DOE’s Sandia National Laboratories, on behalf of the National Nuclear Security Administration’s Center for Security, Technology, Analysis, Response and Testing within the Defense Nuclear Security Office (NA-70), released a request Monday for information on counter uncrewed aircraft systems (cUAS), more commonly known as “drones.” This request is not an obligation for Sandia to acquire any services, according to the release.
Specifically, the RFI cites wanting to explore command and control [C2] systems that are “highly agile and adaptable to evolving threats,” and have capabilities that enable “seamless integration of sensors, effectors and C2 algorithms” from various suppliers. The department also requested that the information it receives involve systems that are able to upgrade as the latest technology arrives, briefly and cost-effectively.
“The widespread availability and rapid evolution of small uncrewed aircraft systems (UAS) … pose significant security challenges,” the request states. “NA-70 has begun to plan for its long-term, next-generation approach to counter the UAS threat.”
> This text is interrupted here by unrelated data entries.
use chrono::{DateTime, FixedOffset, Utc};
use myddl::{
    error::Error,
    schema::{Column, Ddl, SqlType, Value},
};
use myddl_test::init;

const INTEGER_TYPES: [&str; 5] = ["tinyint", "smallint", "mediumint", "int", "bigint"];

fn utc(s: &str) -> DateTime<Utc> {
    DateTime::parse_from_rfc3339(s).unwrap().with_timezone(&Utc)
}

#[test]
fn test_integer_bounds() {
    init();

    for ty in INTEGER_TYPES {
        for unsigned in [false, true] {
            let mut col = Column::integer("n", ty).unwrap();
            col.set_unsigned(unsigned).unwrap();

            let (min, max) = SqlType::parse(SqlType::Int.family(), ty)
                .unwrap()
                .int_bounds(unsigned)
                .unwrap();

            for v in [min, min + 1, max - 1, max] {
                let expected = if unsigned {
                    Value::U64(v as u64)
                } else {
                    Value::I64(v as i64)
                };
                assert_eq!(col.check(v.to_string()).unwrap(), Some(expected), "{} {}", ty, v);
            }

            for v in [min - 1, max + 1] {
                assert_eq!(
                    col.check(v.to_string()).unwrap_err(),
                    Error::IntRange {
                        min,
                        max,
                        value: v.to_string()
                    },
                    "{} {}",
                    ty,
                    v
                );
            }
        }
    }
}

#[test]
fn test_bigint_extremes() {
    let mut col = Column::integer("n", "bigint").unwrap();
    assert_eq!(col.check(i64::MIN).unwrap(), Some(Value::I64(i64::MIN)));
    assert!(col.check(u64::MAX).is_err());

    col.set_unsigned(true).unwrap();
    assert_eq!(col.check(u64::MAX).unwrap(), Some(Value::U64(u64::MAX)));
    assert!(col.check(-1).is_err());

    // Does not fit any native integer
    assert!(matches!(
        col.check("123456789012345678901234567890123456789012"),
        Err(Error::IntRange { .. })
    ));
}

#[test]
fn test_integer_type() {
    let col = Column::integer("n", "int").unwrap();
    assert_eq!(col.check(" 42 ").unwrap(), Some(Value::I64(42)));
    assert_eq!(col.check(true).unwrap(), Some(Value::I64(1)));
    assert_eq!(col.check(3.0).unwrap(), Some(Value::I64(3)));
    assert_eq!(col.check("").unwrap(), None);
    assert_eq!(col.check(Value::Null).unwrap(), None);
    assert_eq!(col.check("4.2").unwrap_err(), Error::IntType("4.2".into()));
    assert_eq!(col.check("abc").unwrap_err(), Error::IntType("abc".into()));
    assert!(matches!(col.check(4.5), Err(Error::IntType(_))));
}

#[test]
fn test_decimal_bounds() {
    init();

    // (precision, scale) -> exclusive bound 10^(precision - scale)
    for (precision, scale) in [(5, 2), (3, 0), (10, 4), (4, 4)] {
        let col = Column::decimal("d", precision, scale).unwrap();
        let max = 10f64.powi((precision - scale) as i32);
        let min = -max;
        let step = 10f64.powi(-(scale as i32));

        for v in [min + step, max - step] {
            assert!(
                matches!(col.check(v).unwrap(), Some(Value::F64(s)) if (s - v).abs() < step / 2.0),
                "{}",
                v
            );
        }

        for v in [min - step, min, max, max + step] {
            assert_eq!(
                col.check(v).unwrap_err(),
                Error::FloatRange {
                    min,
                    max,
                    value: v.to_string()
                },
                "({}, {}) {}",
                precision,
                scale,
                v
            );
        }
    }
}

#[test]
fn test_decimal_grid() {
    let col = Column::decimal("d", 5, 2).unwrap();
    for (v, ok) in [
        (-1001.0, false),
        (-1000.0, false),
        (-999.0, true),
        (999.0, true),
        (1000.0, false),
        (1001.0, false),
    ] {
        assert_eq!(col.check(v).is_ok(), ok, "{}", v);
    }
}

#[test]
fn test_float_without_precision() {
    let col = Column::float("f", "float", None).unwrap();
    assert!(col.check(1e38).is_ok());
    assert!(col.check(f32::MAX as f64).is_err());
    assert!(col.check(-(f32::MAX as f64)).is_err());

    let col = Column::float("f", "double", None).unwrap();
    assert!(col.check(1e300).is_ok());
    assert!(col.check(f64::MAX).is_err());
    assert_eq!(col.build_create(), "`f` double NOT NULL");
}

#[test]
fn test_unsigned_decimal() {
    let mut col = Column::decimal("d", 5, 2).unwrap();
    col.set_unsigned(true).unwrap();
    assert_eq!(col.check(0).unwrap(), Some(Value::F64(0.0)));
    assert_eq!(
        col.check(-1).unwrap_err(),
        Error::FloatRange {
            min: 0.0,
            max: 1000.0,
            value: "-1".into()
        }
    );
    assert_eq!(col.build_create(), "`d` decimal(5,2) UNSIGNED NOT NULL");
}

#[test]
fn test_string_length() {
    for (col, max) in [
        (Column::char("s", 10).unwrap(), 10),
        (Column::varchar("s", 300).unwrap(), 300),
        (Column::text("s", "tinytext").unwrap(), 255),
    ] {
        let value = "x".repeat(max);
        assert_eq!(col.check(value.as_str()).unwrap(), Some(Value::from(value)));

        assert_eq!(
            col.check("x".repeat(max + 1)).unwrap_err(),
            Error::StringLength {
                ty: col.sql_type().to_string(),
                max: max as u64,
                length: max as u64 + 1
            }
        );
    }

    assert_eq!(
        Column::char("s", 256).unwrap_err(),
        Error::InvalidLength {
            ty: "char".into(),
            max: 255,
            length: 256
        }
    );
    assert_eq!(Column::text("s", "longtext").unwrap().length(), Some(4_294_967_295));
}

#[test]
fn test_invalid_type() {
    assert_eq!(
        Column::integer("n", "varchar").unwrap_err(),
        Error::InvalidType {
            family: "integer",
            ty: "varchar".into()
        }
    );
    assert!(matches!(Column::text("t", "blob"), Err(Error::InvalidType { .. })));
    assert!(matches!(
        Column::temporal("t", "date"),
        Err(Error::InvalidType { family: "datetime", .. })
    ));
    assert_eq!(Column::integer("n", "INTEGER").unwrap().sql_type(), SqlType::Int);
}

#[test]
fn test_auto_increment_conflict() {
    let conflict = |attribute| Error::AutoIncrementConflict {
        column: "id".into(),
        attribute,
    };

    // nullable, then auto increment
    let mut col = Column::integer("id", "int").unwrap();
    col.set_nullable(true).unwrap();
    assert_eq!(col.set_auto_increment(true).unwrap_err(), conflict("nullable"));
    assert!(!col.is_auto_increment());

    // auto increment, then nullable
    let mut col = Column::integer("id", "int").unwrap();
    col.set_auto_increment(true).unwrap();
    assert_eq!(col.set_nullable(true).unwrap_err(), conflict("nullable"));
    assert!(!col.is_nullable());

    // default, then auto increment
    let mut col = Column::integer("id", "int").unwrap();
    col.set_default(1).unwrap();
    assert_eq!(col.set_auto_increment(true).unwrap_err(), conflict("default"));
    assert!(!col.is_auto_increment());

    // auto increment, then default
    let mut col = Column::integer("id", "int").unwrap();
    col.set_auto_increment(true).unwrap();
    assert_eq!(col.set_default(1).unwrap_err(), conflict("default"));
    assert!(!col.has_default());

    // Clearing the default is always allowed
    col.set_default(Value::Null).unwrap();
}

#[test]
fn test_default() {
    let mut col = Column::integer("n", "smallint").unwrap();
    assert!(!col.has_default());

    col.set_default("12").unwrap();
    assert!(col.has_default());
    assert_eq!(col.default(), col.check("12").unwrap().as_ref());

    // A failed setter keeps the previous default
    assert!(col.set_default(40_000).is_err());
    assert_eq!(col.default(), Some(&Value::I64(12)));

    col.set_default("").unwrap();
    assert!(!col.has_default());
    assert_eq!(col.default(), None);
}

#[test]
fn test_recheck_default() {
    let mut col = Column::varchar("s", 10).unwrap();
    col.set_default("abcdefgh").unwrap();
    assert!(matches!(col.set_length(5), Err(Error::StringLength { .. })));
    assert_eq!(col.length(), Some(10));
    col.set_length(8).unwrap();
    assert_eq!(col.build_create(), r#"`s` varchar(8) NOT NULL DEFAULT "abcdefgh""#);

    let mut col = Column::integer("n", "int").unwrap();
    col.set_default(-1).unwrap();
    assert_eq!(
        col.set_unsigned(true).unwrap_err(),
        Error::IntRange {
            min: 0,
            max: u32::MAX as i128,
            value: "-1".into()
        }
    );
    assert!(!col.is_unsigned());

    let mut col = Column::decimal("d", 6, 2).unwrap();
    col.set_default(1234.5).unwrap();
    assert!(matches!(col.set_precision(5, 2), Err(Error::FloatRange { .. })));
    assert_eq!(col.precision(), Some((6, 2)));
}

#[test]
fn test_invalid_attribute() {
    let mut col = Column::varchar("name", 10).unwrap();
    assert_eq!(
        col.set_unsigned(true).unwrap_err(),
        Error::InvalidAttribute {
            column: "name".into(),
            ty: "varchar".into(),
            attribute: "unsigned"
        }
    );
    assert!(col.set_auto_increment(true).is_err());
    assert!(col.set_precision(5, 2).is_err());
    assert!(col.set_on_update_current(true).is_err());

    let mut col = Column::integer("n", "int").unwrap();
    assert!(col.set_charset("utf8").is_err());
    assert!(col.set_length(5).is_err());
}

#[test]
fn test_encoding() {
    let mut col = Column::text("body", "text").unwrap();
    col.set_binary(true)
        .unwrap()
        .set_charset("utf8mb4")
        .unwrap()
        .set_collation("utf8mb4_bin")
        .unwrap()
        .set_nullable(true)
        .unwrap()
        .set_comment(r#"a "quoted" \ comment"#)
        .unwrap();

    assert!(col.is_binary());
    assert_eq!(
        col.build_create(),
        r#"`body` text BINARY CHARACTER SET utf8mb4 COLLATE utf8mb4_bin COMMENT "a \"quoted\" \\ comment""#
    );
}

#[test]
fn test_timestamp() {
    let mut col = Column::timestamp("updated").unwrap();
    col.set_default("CURRENT_TIMESTAMP")
        .unwrap()
        .set_on_update_current(true)
        .unwrap();

    assert!(col.is_default_current());
    assert!(!col.has_default());
    assert_eq!(
        col.build_create(),
        "`updated` timestamp NOT NULL DEFAULT CURRENT_TIMESTAMP ON UPDATE CURRENT_TIMESTAMP"
    );

    // A literal default replaces the current timestamp
    col.set_default("2021-06-01 12:00:00").unwrap();
    assert!(!col.is_default_current());
    assert_eq!(
        col.default(),
        Some(&Value::DateTime(utc("2021-06-01T12:00:00Z")))
    );
}

#[test]
fn test_time_zone() {
    let zone = FixedOffset::east_opt(8 * 3600).unwrap();

    let mut col = Column::datetime("at").unwrap();
    assert_eq!(col.time_zone(), Some(FixedOffset::east_opt(0).unwrap()));
    col.set_time_zone(zone)
        .unwrap()
        .set_default("2020-01-02 08:00:00")
        .unwrap();

    // Stored in UTC, rendered in the column zone
    assert_eq!(
        col.default(),
        Some(&Value::DateTime(utc("2020-01-02T00:00:00Z")))
    );
    assert_eq!(
        col.default_local().unwrap().to_rfc3339(),
        "2020-01-02T08:00:00+08:00"
    );
    assert_eq!(
        col.build_create(),
        r#"`at` datetime NOT NULL DEFAULT "2020-01-02 08:00:00""#
    );

    assert_eq!(
        col.check("yesterday").unwrap_err(),
        Error::DateTimeType("yesterday".into())
    );
    assert!(Column::integer("n", "int")
        .unwrap()
        .set_time_zone(zone)
        .is_err());
}

#[test]
fn test_render_is_pure() {
    let mut col = Column::decimal("price", 10, 2).unwrap();
    col.set_default("3.5").unwrap();

    let sql = col.build_create();
    assert_eq!(sql, r#"`price` decimal(10,2) NOT NULL DEFAULT "3.50""#);
    assert_eq!(col.build_create(), sql);
    assert_eq!(col.build_drop(), "DROP COLUMN `price`");
}

#[test]
fn test_decimal_default_rounding() {
    let mut col = Column::decimal("price", 5, 2).unwrap();
    col.set_default(12.5).unwrap();

    assert_eq!(
        col.set_default(999.999).unwrap_err(),
        Error::FloatRange {
            min: -1000.0,
            max: 1000.0,
            value: "999.999".into()
        }
    );
    assert_eq!(col.default(), Some(&Value::F64(12.5)));

    col.set_default(1.234).unwrap();
    assert_eq!(col.default(), Some(&Value::F64(1.23)));
    assert_eq!(col.build_create(), r#"`price` decimal(5,2) NOT NULL DEFAULT "1.23""#);

    // Narrowing the scale re-rounds the stored default
    col.set_precision(4, 1).unwrap();
    assert_eq!(col.default(), Some(&Value::F64(1.2)));
    assert_eq!(col.build_create(), r#"`price` decimal(4,1) NOT NULL DEFAULT "1.2""#);
}

#[test]
fn test_invalid_name() {
    assert!(matches!(Column::integer("", "int"), Err(Error::InvalidName(_))));
    assert!(matches!(
        Column::integer(&"c".repeat(65), "int"),
        Err(Error::InvalidName(_))
    ));
    assert!(Column::integer(&"c".repeat(64), "int").is_ok());
}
DOE is looking to approach a cUAS system that is “fully adaptable to different sites,” encompassing high-security sites that range from flat terrain with a smaller population to one that is highly populated and situated in mountainous terrain.
The RFI highlights three critical goals: maximizing the performance of the system as well as the extensibility, documenting system decision processes fully and providing government ownership of the core technical elements of the cUAS system.
Additionally, NA-70 noted an emphasis on data transparency as a “core requirement that permeates all aspects of the next-generation system,” extending to system development like exposure of source code and training data with the government. That also would include operations such as “sensors capable of both raw and processed data.”